In May 2021, she built a high powered wood rocket in five days. She built a kayak out of clear fiberglass and lit it internally with a plethora of LED colored lights, so her craft, which she nicknamed Rainbowt, lights up on the water even at night. In another video, Foxlin went on a cross country road trip through the southern and western United States, collecting a piece of wood from trees grown in each of the states, which she machined into wooden puzzle pieces of a map of the country. In 2021, Foxlin designed a bulletproof gown and then shot bullets at the gown to see if the kevlar materials in the gown were effective at stopping the bullets. At Christmas time in 2021, along with Joe Barnard, she launched a seven foot tall Christmas tree 300 feet into the air, with a "rocket stuffed up its ... bottom".

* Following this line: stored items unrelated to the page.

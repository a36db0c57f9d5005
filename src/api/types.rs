use serde::{Deserialize, Serialize};
use std::collections::BTreeMap;

use crate::audit::AlertStatus;
use crate::monitoring::{Alert, AlertConfig, Labels, ModuleHealth};

/// Empty request body (`{}`)
#[derive(Debug, Clone, Default, Deserialize, Serialize)]
pub struct SystemMetricsRequest {}

/// Counter or gauge lookup
#[derive(Debug, Clone, Deserialize, Serialize)]
pub struct MetricRequest {
    pub name: String,
    /// Order of keys does not matter
    #[serde(default)]
    pub labels: Labels,
}

#[derive(Debug, Clone, Default, Deserialize, Serialize)]
pub struct ModuleHealthRequest {
    /// Absent for every module
    #[serde(default)]
    pub module: Option<String>,
}

#[derive(Debug, Clone, Deserialize, Serialize)]
pub struct AlertsRequest {
    /// `true`: alerts that would trigger now; `false`: the stored configs
    #[serde(default)]
    pub active: bool,
}

#[derive(Debug, Clone, Deserialize, Serialize)]
pub struct SecurityAlertRequest {
    pub id: String,
}

/// Security alert listing; both filters optional
#[derive(Debug, Clone, Default, Deserialize, Serialize)]
pub struct SecurityAlertsRequest {
    #[serde(default)]
    pub status: Option<AlertStatus>,
    #[serde(default)]
    pub address: Option<String>,
}

#[derive(Debug, Clone, Deserialize, Serialize)]
pub struct AddressRequest {
    pub address: String,
}

#[derive(Debug, Clone, PartialEq, Serialize)]
pub struct CounterResponse {
    pub name: String,
    pub labels: Labels,
    pub value: u64,
}

#[derive(Debug, Clone, PartialEq, Serialize)]
pub struct GaugeResponse {
    pub name: String,
    pub labels: Labels,
    pub value: rust_decimal::Decimal,
}

#[derive(Debug, Clone, PartialEq, Serialize)]
pub struct ModuleHealthResponse {
    pub modules: BTreeMap<String, ModuleHealth>,
}

#[derive(Debug, Clone, PartialEq, Serialize)]
#[serde(untagged)]
pub enum AlertsResponse {
    Active(Vec<Alert>),
    Configs(Vec<AlertConfig>),
}

#[derive(Debug, Clone, PartialEq, Serialize)]
pub struct PrometheusResponse {
    pub content_type: &'static str,
    pub body: String,
}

=== Flying and Pilot Mental Health Advocacy ===
Foxlin has a stated affinity for flying, with her first solo flight at 17 years old and subsequently earning her Private pilot licence. However, when a change in her birth control led to depression, the Federal Aviation Administration revoked the necessary medical certificate of her pilot's license. Foxlin began campaigning for the Mental Health In Aviation Act and argued that the current approach made it less likely for commercial and private pilots to seek mental health care, for fear of endangering their careers. Foxlin's appeal to the FAA was successful in 2025 and she was issued a special medical certificate, and she subsequently flew across the continential United States in her Cessna 140.

== Recognition ==
In 2021, a 3D printed statue of her, along with other women leaders in aviation and aerospace-related fields, was displayed at Dallas Love Field airport in Texas as a preview of an exhibition called #IfThenSheCan – The Exhibit. Foxlin's 3D printed statue was also displayed at the Smithsonian Institution in Washington, D.C., in March, 2022 within the full #IfThenSheCan – The Exhibit, featuring 120 3D printed statues displayed in celebration of Women's History Month.

In December 2025, Foxlin was named a member of the Forbes 30 Under 30 Class of 2026 in the Social Media category. Also in December 2025, Foxlin was awarded the Sloan Science Prize in Documentary from the Independent Media Initiative and the Alfred P. Sloan Foundation.

Foxlin was awarded the Aviation Inspiration Award from the Living Legends of Aviation in January 2026.